The key point is that it incorporates an SDK (Software Development Kit) avoiding need for custom integration with these DRMs, along with native support for PlayReady as well naturally as Marlin itself. In fact it has three components: the DRM service, SDK and packaging tools, not all of which are always necessary. Media devices supporting Marlin or PlayReady work with ExpressPlay as it is, while to address others the SDK is needed. In all cases device players access services protected this way by first obtaining the LA URLs (License Acquisition URLs) for the relevant DRM product solution. This is done by requesting tokens from the ExpressPlay Multi DRM service API. This in turn requires an API Key (Customer Authenticator), available in the ExpressPlay admin backend system.

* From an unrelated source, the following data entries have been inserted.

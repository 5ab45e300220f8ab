use std::collections::{BTreeMap, HashMap};
use std::net::SocketAddr;
use std::time::{Duration, Instant};

use thiserror::Error;

use super::protocol::{MAX_PAYLOAD_SIZE, Packet, PacketError, PacketHeader};
use super::stats::NetworkStats;
use super::tracking::{ReliableChannel, UnreliableChannel};
use crate::message::{Delivery, Message, MessageError, MessageType};

pub const CONNECTION_TIMEOUT: Duration = Duration::from_secs(10);
pub const RTT_SAMPLE_COUNT: usize = 10;

#[derive(Debug, Error)]
pub enum SendError {
    #[error(transparent)]
    Message(#[from] MessageError),
    #[error(transparent)]
    Packet(#[from] PacketError),
}

/// Per-endpoint protocol state: both sequence spaces, RTT and liveness.
#[derive(Debug)]
pub struct Connection {
    pub addr: SocketAddr,
    pub client_id: u32,
    reliable: ReliableChannel,
    unreliable: UnreliableChannel,
    rtt_samples: [f32; RTT_SAMPLE_COUNT],
    rtt_index: usize,
    rtt_ms: f32,
    last_receive_time: Instant,
    timeout: Duration,
    connected: bool,
    stats: NetworkStats,
}

impl Connection {
    pub fn new(addr: SocketAddr, client_id: u32, now: Instant) -> Self {
        Self {
            addr,
            client_id,
            reliable: ReliableChannel::new(),
            unreliable: UnreliableChannel::new(),
            rtt_samples: [0.0; RTT_SAMPLE_COUNT],
            rtt_index: 0,
            rtt_ms: 0.0,
            last_receive_time: now,
            timeout: CONNECTION_TIMEOUT,
            connected: true,
            stats: NetworkStats::default(),
        }
    }

    pub fn with_timeout(mut self, timeout: Duration) -> Self {
        self.timeout = timeout;
        self
    }

    /// Frames `message` on the channel its type selects. Reliable packets are
    /// queued for retransmission until acknowledged.
    pub fn build_packet(&mut self, message: &Message, now: Instant) -> Result<Packet, SendError> {
        let payload = message.encode()?;
        if payload.len() > MAX_PAYLOAD_SIZE {
            return Err(PacketError::PayloadTooLarge(payload.len()).into());
        }

        let delivery = message.delivery();
        let sequence = match delivery {
            Delivery::Reliable => self.reliable.next_sequence(),
            Delivery::Unreliable => self.unreliable.next_sequence(),
        };
        let (ack, ack_bitfield) = self.reliable.ack_data();
        let header = PacketHeader::new(sequence, ack, ack_bitfield, message.message_type() as u8);
        let packet = Packet::new(header, payload);

        if delivery == Delivery::Reliable {
            self.reliable.track(packet.clone(), now);
        }
        self.stats.record_sent(packet.payload.len() + super::protocol::HEADER_SIZE);
        Ok(packet)
    }

    /// Applies the piggybacked ack and records arrival. Returns `false` for a
    /// reliable packet that was already delivered.
    pub fn receive(&mut self, packet: &Packet, now: Instant) -> bool {
        self.last_receive_time = now;
        self.stats
            .record_received(packet.payload.len() + super::protocol::HEADER_SIZE);

        if let Some(sent) = self
            .reliable
            .process_ack(packet.header.ack, packet.header.ack_bitfield)
        {
            self.add_rtt_sample(now.saturating_duration_since(sent));
        }

        match MessageType::delivery_for_tag(packet.message_type()) {
            Delivery::Reliable => {
                let fresh = self.reliable.record_received(packet.header.sequence);
                if !fresh {
                    self.stats.packets_dropped += 1;
                }
                fresh
            }
            Delivery::Unreliable => true,
        }
    }

    /// Reliable packets due for another send, stamped with the current ack.
    pub fn collect_resends(&mut self, now: Instant) -> Vec<Packet> {
        let (ack, ack_bitfield) = self.reliable.ack_data();
        let mut resends = self.reliable.collect_resends(now);
        for packet in &mut resends {
            packet.header.ack = ack;
            packet.header.ack_bitfield = ack_bitfield;
        }
        resends
    }

    /// Marks the connection dead once nothing has arrived within the timeout.
    pub fn update(&mut self, now: Instant) -> bool {
        if self.connected && now.saturating_duration_since(self.last_receive_time) > self.timeout {
            self.connected = false;
        }
        self.connected
    }

    fn add_rtt_sample(&mut self, rtt: Duration) {
        self.rtt_samples[self.rtt_index] = rtt.as_secs_f32() * 1000.0;
        self.rtt_index = (self.rtt_index + 1) % RTT_SAMPLE_COUNT;

        let (sum, count) = self
            .rtt_samples
            .iter()
            .filter(|&&sample| sample > 0.0)
            .fold((0.0, 0u32), |(sum, count), sample| (sum + sample, count + 1));
        if count > 0 {
            self.rtt_ms = sum / count as f32;
        }
    }

    pub fn rtt_ms(&self) -> f32 {
        self.rtt_ms
    }

    pub fn is_connected(&self) -> bool {
        self.connected
    }

    pub fn disconnect(&mut self) {
        self.connected = false;
    }

    pub fn pending_reliable(&self) -> usize {
        self.reliable.pending_count()
    }

    pub fn stats(&self) -> &NetworkStats {
        &self.stats
    }
}

/// Server-side table of connections keyed by client id, with an address index.
#[derive(Debug)]
pub struct ConnectionManager {
    clients_by_addr: HashMap<SocketAddr, u32>,
    connections: BTreeMap<u32, Connection>,
    next_client_id: u32,
    timeout: Duration,
}

impl Default for ConnectionManager {
    fn default() -> Self {
        Self::new()
    }
}

impl ConnectionManager {
    pub fn new() -> Self {
        Self {
            clients_by_addr: HashMap::new(),
            connections: BTreeMap::new(),
            next_client_id: 1,
            timeout: CONNECTION_TIMEOUT,
        }
    }

    pub fn with_timeout(mut self, timeout: Duration) -> Self {
        self.timeout = timeout;
        self
    }

    pub fn get_or_create(&mut self, addr: SocketAddr, now: Instant) -> &mut Connection {
        let next_client_id = &mut self.next_client_id;
        let client_id = *self.clients_by_addr.entry(addr).or_insert_with(|| {
            let id = *next_client_id;
            *next_client_id = next_client_id.wrapping_add(1).max(1);
            log::debug!("New connection {id} from {addr}");
            id
        });

        let timeout = self.timeout;
        self.connections
            .entry(client_id)
            .or_insert_with(|| Connection::new(addr, client_id, now).with_timeout(timeout))
    }

    pub fn get(&self, client_id: u32) -> Option<&Connection> {
        self.connections.get(&client_id)
    }

    pub fn get_mut(&mut self, client_id: u32) -> Option<&mut Connection> {
        self.connections.get_mut(&client_id)
    }

    pub fn remove(&mut self, client_id: u32) -> Option<Connection> {
        let connection = self.connections.remove(&client_id)?;
        self.clients_by_addr.remove(&connection.addr);
        Some(connection)
    }

    pub fn iter(&self) -> impl Iterator<Item = &Connection> {
        self.connections.values()
    }

    pub fn iter_mut(&mut self) -> impl Iterator<Item = &mut Connection> {
        self.connections.values_mut()
    }

    /// Removes every connection that has gone quiet and returns them.
    pub fn update_all(&mut self, now: Instant) -> Vec<(u32, SocketAddr)> {
        let timed_out: Vec<(u32, SocketAddr)> = self
            .connections
            .values_mut()
            .filter_map(|conn| (!conn.update(now)).then_some((conn.client_id, conn.addr)))
            .collect();

        for (client_id, _) in &timed_out {
            self.remove(*client_id);
        }
        timed_out
    }

    pub fn len(&self) -> usize {
        self.connections.len()
    }

    pub fn is_empty(&self) -> bool {
        self.connections.is_empty()
    }
}

#[cfg(test)]
mod tests {
    use super::*;

    fn addr(port: u16) -> SocketAddr {
        SocketAddr::from(([127, 0, 0, 1], port))
    }

    fn heartbeat(timestamp_ms: u32) -> Message {
        Message::Heartbeat { timestamp_ms }
    }

    #[test]
    fn reliable_messages_are_tracked_until_acked() {
        let now = Instant::now();
        let mut sender = Connection::new(addr(1), 1, now);
        let mut receiver = Connection::new(addr(2), 1, now);

        let packet = sender.build_packet(&heartbeat(7), now).unwrap();
        assert_eq!(packet.header.sequence, 1);
        assert_eq!(sender.pending_reliable(), 1);

        assert!(receiver.receive(&packet, now));
        assert!(!receiver.receive(&packet, now));

        let reply = receiver.build_packet(&heartbeat(8), now).unwrap();
        assert_eq!(reply.header.ack, 1);

        sender.receive(&reply, now + Duration::from_millis(40));
        assert_eq!(sender.pending_reliable(), 0);
        assert!((sender.rtt_ms() - 40.0).abs() < 0.5);
    }

    #[test]
    fn unreliable_messages_use_their_own_sequence() {
        let now = Instant::now();
        let mut conn = Connection::new(addr(1), 1, now);
        let snapshot = Message::Snapshot(crate::message::Snapshot {
            server_tick: 3,
            entities: Vec::new(),
        });

        let first = conn.build_packet(&snapshot, now).unwrap();
        let second = conn.build_packet(&snapshot, now).unwrap();
        let reliable = conn.build_packet(&heartbeat(0), now).unwrap();

        assert_eq!((first.header.sequence, second.header.sequence), (1, 2));
        assert_eq!(reliable.header.sequence, 1);
        assert_eq!(conn.pending_reliable(), 1);

        let mut peer = Connection::new(addr(2), 1, now);
        assert!(peer.receive(&first, now));
        assert!(peer.receive(&first, now));
    }

    #[test]
    fn oversized_message_is_refused_before_sequencing() {
        let now = Instant::now();
        let mut conn = Connection::new(addr(1), 1, now);
        let huge = Message::ConnectReject {
            reason: "x".repeat(2000),
        };

        assert!(matches!(
            conn.build_packet(&huge, now),
            Err(SendError::Packet(PacketError::PayloadTooLarge(_)))
        ));
        assert_eq!(conn.pending_reliable(), 0);
        let next = conn.build_packet(&heartbeat(1), now).unwrap();
        assert_eq!(next.header.sequence, 1);
    }

    #[test]
    fn resends_carry_fresh_acks() {
        let start = Instant::now();
        let mut conn = Connection::new(addr(1), 1, start);
        conn.build_packet(&heartbeat(1), start).unwrap();

        let mut peer = Connection::new(addr(2), 1, start);
        let incoming = peer.build_packet(&heartbeat(2), start).unwrap();
        conn.receive(&incoming, start);

        let resends = conn.collect_resends(start + Duration::from_millis(350));
        assert_eq!(resends.len(), 1);
        assert_eq!(resends[0].header.ack, incoming.header.sequence);
    }

    #[test]
    fn rtt_averages_recent_samples() {
        let now = Instant::now();
        let mut conn = Connection::new(addr(1), 1, now);
        conn.add_rtt_sample(Duration::from_millis(100));
        conn.add_rtt_sample(Duration::from_millis(50));
        assert!((conn.rtt_ms() - 75.0).abs() < 0.01);

        for _ in 0..RTT_SAMPLE_COUNT {
            conn.add_rtt_sample(Duration::from_millis(20));
        }
        assert!((conn.rtt_ms() - 20.0).abs() < 0.01);
    }

    #[test]
    fn silence_times_out() {
        let start = Instant::now();
        let mut conn = Connection::new(addr(1), 1, start);

        assert!(conn.update(start + Duration::from_secs(9)));
        assert!(!conn.update(start + Duration::from_secs(11)));
        assert!(!conn.is_connected());
    }

    #[test]
    fn manager_assigns_ids_and_evicts() {
        let start = Instant::now();
        let mut manager = ConnectionManager::new();

        let a = manager.get_or_create(addr(1), start).client_id;
        let b = manager.get_or_create(addr(2), start).client_id;
        assert_eq!((a, b), (1, 2));
        assert_eq!(manager.get_or_create(addr(1), start).client_id, 1);
        assert_eq!(manager.len(), 2);

        let later = start + Duration::from_secs(8);
        if let Some(conn) = manager.get_mut(b) {
            conn.last_receive_time = later;
        }

        let evicted = manager.update_all(start + Duration::from_secs(11));
        assert_eq!(evicted, vec![(1, addr(1))]);
        assert!(manager.get(1).is_none());
        assert!(manager.get(2).is_some());

        assert!(manager.remove(2).is_some());
        assert!(manager.is_empty());
    }
}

This combination has gained massive traction, being supported by major cloud platforms such as Amazon Web Services (AWS), which offers plans including universal content protection based on Marlin from $10 a month. As a result, Intertrust chose the occasion of IBC to announce that ExpressPlay DRM now protects OTT TV content for over 2 billion devices.
ExpressPlay has roots dating back to Intertrust’s foundation in 1990 followed by the first decade of DRM deployments to protect any form of digital product, including software. Marlin was then introduced by Intertrust in 2005 along with partners Panasonic, Philips, Samsung, and Sony.